Abstract Genetic variations in the calpain 10 gene ( CAPN10 ) were previously implicated with increased risk of type 2 diabetes (T2DM). We studied the association of single nucleotide polymorphisms in the CAPN10 gene, SNP - 43, SNP - 19 and SNP - 63, with T2DM and its complications. Overall, we examined 1440 individuals: 880 patients with diabetes and 560 healthy subjects, all Caucasians of Polish origin. All subjects were genotyped for the CAPN10 SNPs by polymerase chain reaction (PCR). The frequencies of alleles, genotypes and haplotypes at three studied loci were similar between the groups. However, the - 43 SNP was significantly more frequent in T2DM patients with coexisting cardiovascular disease (CVD) than in patients without CVD ( p = 0.001). The - 43 SNP was still significantly associated with the risk of CVD after adjusting for potential risk factors including male gender, age, BMI, dyslipidemia and hypertension.

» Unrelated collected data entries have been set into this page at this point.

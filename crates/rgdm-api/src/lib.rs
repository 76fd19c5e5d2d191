//! # rgdm-api: HTTP Service for the rgdm Backend
//!
//! Accepts credential presentations from the WIDE wallet service, turns a
//! matched presentation into a browser session, and serves the session-gated
//! web app routes. Presentations are checked with
//! [`rgdm_verifier::PresentationVerifier`].
//!
//! ## API Surface
//!
//! | Prefix          | Module             | CORS origin   |
//! |-----------------|--------------------|---------------|
//! | `/wide/*`       | [`routes::wide`]   | `WIDE_DOMAIN` |
//! | `/rgdm/*`       | [`routes::rgdm`]   | `WEB_DOMAIN`  |
//! | `/rgdm/raids*`  | [`routes::raids`]  | `WEB_DOMAIN`  |
//! | `/health/*`     | this module        | none          |
//! | `/openapi.json` | [`openapi`]        | none          |
//!
//! ## Middleware Stack (execution order)
//!
//! ```text
//! TraceLayer → CorsLayer (per prefix) → CurrentUser extractor (gated routes) → Handler
//! ```

pub mod config;
pub mod error;
pub mod extractors;
pub mod middleware;
pub mod openapi;
pub mod routes;
pub mod session;
pub mod state;
pub mod store;

use axum::extract::State;
use axum::http::StatusCode;
use axum::routing::get;
use axum::Router;

use crate::middleware::cors::{self, InvalidOrigin};
use crate::state::AppState;

/// Assemble the full application router with all routes and middleware.
///
/// Fails only when a configured CORS origin is not a valid header value.
pub fn app(state: AppState) -> Result<Router, InvalidOrigin> {
    let wide = routes::wide::router().layer(cors::layer(state.config.wide_domain.as_deref())?);
    let web_cors = cors::layer(state.config.web_domain.as_deref())?;
    let rgdm = routes::rgdm::router().layer(web_cors.clone());
    // Nesting only answers `/rgdm`; the web app also calls `/rgdm/`.
    let rgdm_slash = Router::new()
        .route("/rgdm/", get(routes::rgdm::hello))
        .layer(web_cors);

    let health = Router::new()
        .route("/", get(root))
        .route("/health/liveness", get(liveness))
        .route("/health/readiness", get(readiness));

    Ok(Router::new()
        .merge(health)
        .merge(openapi::router())
        .nest("/wide", wide)
        .nest("/rgdm", rgdm)
        .merge(rgdm_slash)
        .layer(middleware::tracing_layer::layer())
        .with_state(state))
}

async fn root() -> &'static str {
    "Hello World!"
}

/// Liveness probe: always returns 200 if the process is running.
async fn liveness() -> &'static str {
    "ok"
}

/// Readiness probe: 200 when the store answers, 503 otherwise.
async fn readiness(State(state): State<AppState>) -> (StatusCode, &'static str) {
    match state.store.ping().await {
        Ok(()) => (StatusCode::OK, "ready"),
        Err(e) => {
            tracing::warn!(error = %e, "readiness check failed");
            (StatusCode::SERVICE_UNAVAILABLE, "store unavailable")
        }
    }
}
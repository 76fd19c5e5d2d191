//! # Request Extraction & Validation
//!
//! Handlers take `Result<Json<T>, JsonRejection>` and pass it through
//! [`extract_json`] or [`extract_validated_json`], so malformed bodies come
//! back in the standard error shape instead of axum's plain-text rejection.

use axum::extract::rejection::JsonRejection;
use axum::Json;

use crate::error::AppError;

/// Business rules checked after deserialization.
pub trait Validate {
    /// Returns an error message on failure.
    fn validate(&self) -> Result<(), String>;
}

/// Extract a JSON body, mapping deserialization errors to [`AppError::BadRequest`].
pub fn extract_json<T>(result: Result<Json<T>, JsonRejection>) -> Result<T, AppError> {
    result
        .map(|Json(v)| v)
        .map_err(|err| AppError::BadRequest(err.body_text()))
}

/// Extract a JSON body and run its [`Validate`] rules.
pub fn extract_validated_json<T: Validate>(
    result: Result<Json<T>, JsonRejection>,
) -> Result<T, AppError> {
    let value = extract_json(result)?;
    value.validate().map_err(AppError::Validation)?;
    Ok(value)
}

The odds ratio for G allele for CVD + versus CVD- patients was 1.89, 95% CI 1.52–2.35. None of the studied SNPs was significantly associated with microvascular diabetic complications. There was a tendency to increased frequency of SNP - 43 1/1 homozygotes in patients with diabetic retinopathy ( p = 0.057). The homozygous haplotype combination 121/121 was more frequent in T2DM patients than in non-diabetic controls (18.4% vs 10.5%, p = 0.019). In conclusion, the results of our study suggest the significant association of SNP - 43 with the risk of CVD coexisting with T2DM. We also observed that 121/121 haplotype was associated with T2DM in the studied population.